The time has come. Harry Potter and The Deathly Hallows Part I will be arriving in theaters near you shortly.
There are thousands of pre-sold tickets. There are Facebook count-downs and quizzes. There is a Yule Ball in the works.
How can the Gazette contribute to these fine celebrations of Potter-mania?
By asking you, our fine readers, to submit your Harry Potter memories in the comment box below. Let’s all share our long waits in midnight lines, our Halloween (or just everyday) costumes, our I-read-it-faster-and-more times-than-you poker (you know you play), and our genuine love of Harry and his pals.

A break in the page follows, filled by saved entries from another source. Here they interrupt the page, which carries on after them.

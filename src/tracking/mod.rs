pub mod coordinator;
pub mod types;
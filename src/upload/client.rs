use log::{debug, info, warn};
use url::Url;

use crate::config::types::UploadSettings;
use crate::error::UploadError;
use crate::upload::types::{UploadOutcome, UploadRecord};

pub fn upload_url(space_url: &Url) -> Result<Url, url::ParseError> {
    Url::parse(&format!("{}/upload", space_url.as_str().trim_end_matches('/')))
}

/// Posts position records to the collection endpoint.
#[derive(Clone)]
pub struct UploadClient {
    client: reqwest::Client,
    upload_url: Url,
    token: String,
}

impl UploadClient {
    pub fn new(settings: &UploadSettings) -> Result<Self, UploadError> {
        Self::with_client(reqwest::Client::builder().build()?, settings)
    }

    pub fn with_client(client: reqwest::Client, settings: &UploadSettings) -> Result<Self, UploadError> {
        Ok(UploadClient {
            client,
            upload_url: upload_url(&settings.space_url)?,
            token: settings.token.clone(),
        })
    }

    pub fn upload_url(&self) -> &Url {
        &self.upload_url
    }

    /// Sends one record. Never fails; every problem is folded into the outcome.
    pub async fn upload(&self, record: &UploadRecord) -> UploadOutcome {
        let result = self
            .client
            .post(self.upload_url.clone())
            .bearer_auth(&self.token)
            .json(record)
            .send()
            .await;

        match result {
            Ok(response) => {
                let status = response.status().as_u16();
                info!("GPS upload status: {}", status);

                match response.text().await {
                    Ok(body) => debug!("Response: {}", body),
                    Err(err) => debug!("Failed to read response body: {}", err),
                }
                UploadOutcome::Status(status)
            },
            Err(err) => {
                warn!("Upload error: {}", err);
                UploadOutcome::Transport(err.to_string())
            },
        }
    }
}
pub mod central;
pub mod connection;
pub mod constants;
pub mod session;
pub mod types;
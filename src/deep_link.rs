use regex::Regex;
use std::sync::LazyLock;

/// Base of the app link that opens a product in the Uniqlo mobile app.
pub const APP_LINK_BASE: &str = "https://s.uniqlo.com/id/en/product/";

static PRODUCT_ID: LazyLock<Regex> =
    LazyLock::new(|| Regex::new(r"[A-Z]\d{6}-\d{3}").expect("product id pattern is valid"));

/// Returns the product identifier (e.g. `E479169-000`) embedded in a URL.
pub fn product_id(url: &str) -> Option<&str> {
    PRODUCT_ID.find(url).map(|m| m.as_str())
}

/// Converts a product web URL into an app deep link.
///
/// URLs without a recognisable product identifier are returned unchanged.
pub fn to_deep_link(url: &str) -> String {
    match product_id(url) {
        Some(id) => format!("{APP_LINK_BASE}{id}"),
        None => url.to_string(),
    }
}
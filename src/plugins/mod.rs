pub mod traits;
pub mod notifiers;

pub use notifiers::TelegramNotifier;
pub use traits::{NotificationResult, NotifierPlugin};
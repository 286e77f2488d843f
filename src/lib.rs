pub mod config;
pub mod deep_link;
pub mod extractor;
pub mod models;
pub mod plugins;
pub mod price_checker;
pub mod scraper;
pub mod utils;

// Re-export commonly used types
pub use config::AppConfig;
pub use extractor::{ExtractionOutcome, PageExtractor};
pub use models::{PriceState, ProductQuery, ProductSnapshot, SaleReport};
pub use price_checker::{NotificationOutcome, PriceChecker, RunSummary};
pub use scraper::{ChromePage, PageDriver};
pub use utils::error::AppError;

pub type Result<T> = std::result::Result<T, AppError>;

Below are some staffers’ remembrances to start us off, but send-send-send us your memories. Our comment box is faster than by owl, so you can keep them coming as you count down the hours, minutes, seconds…
Don’t be shy!
Ever since the day Harry Potter 1 came to theaters, I have routinely been accused of looking like Draco Malfoy (Tom Felton). It didn’t help matters that I enjoyed riding around on my Nimbus 2000 broomstick or that I desperately craved a real magic wand of my very own. Then, when the fan fiction started gaining popularity, I found myself enmeshed in increasingly-awkward circumstances. No need to elaborate here.
Needless to say, I try to avoid Harry Potter book and movie pre-release parties for my own safety and peace of mind. Looking like Draco hasn’t been all bad, though. I must say, when I took the Battling Against Voldemort course that Swarthmore offered a few years back, I was treated as somewhat of an authority on all matters pertaining to the Slytherin house and the Dark Arts. Ironically, however, when I recently took the Which Harry Potter house are you? quiz on Facebook, it put me in Ravenclaw. Go figure…
The first time my father took my brother and me on a trip without my mother, I fell from a horse and broke my arm. I needed surgery and while I was in the hospital my father read aloud the first Harry Potter book.
When the fourth Harry Potter book came out my entire family went to the midnight release and we bought four books. We then raced to see who could finish it first. I won.
When the fifth book came out I was in Greece with my family and we scoured Athens for an English copy. We were successful but my parents would not let my brother and I read it until the plane ride home.
Going to embrace my full Harry Potter nerdiness here and go ahead and say that I waited for my Hogwarts acceptance to come with as much excitement and anxiety as I had when waiting to hear from Swarthmore.
I lived in denial for a while, thinking there had been a mistake and I would be getting that letter any day now (I’m like fifteen at this point ?). But alas, I think I am Muggle. What a shame, I totally would have fit right in to Hogwarts. Internet quizzes say I’d be in Ravenclaw: it’s the closest I’ll ever get to the Sorting Hat…
I grew up with Harry Potter. I was 11 when he got his first letters from Hogwarts, I was 14 when he was entered in the Tri-Wizard tournament, and I had just finished high school when the 7th book came out. That’s something you younguns from 2012 and below CAN’T claim. So, forgive me for this embarrassing story:
Right after I INHALED the first book, I wrote myself a letter. From Hogwarts. Accepting myself. To Hogwarts.
I copied it word for word from the book, substituting my name for Harry’s and “small room I still share with my sisters” for “cupboard under the stairs”. It was written in green gel pen (remember them?!) on coffee-aged “parchment” in my best stilted cursive.
I found it a few years ago tucked away in an old diary, addressed and still in its original envelope. It made me smile and then wonder if my escapist tendencies as a 5th grader were a little much.
I went to the Harry Potter 7 book premiere with my friends at a nearby Borders. Before going there, my friends decided to dress me up as Ginny (I am a ginger so this works out pretty well). We went to the premiere, and as we were waiting for midnight, we noticed that there were Borders employees dressed up as Harry Potter characters going around and entertaining the crowd.
Before I knew it, people started approaching me, asking to have their picture taken with “Ginny.” My friends thought this was hilarious, and went along with everything. I had to pose with multiple people as the token ginger, and now my friends have great blackmail pictures. Oh, and they tricked me into eating a vomit flavored Berti Botts Every Flavored Bean.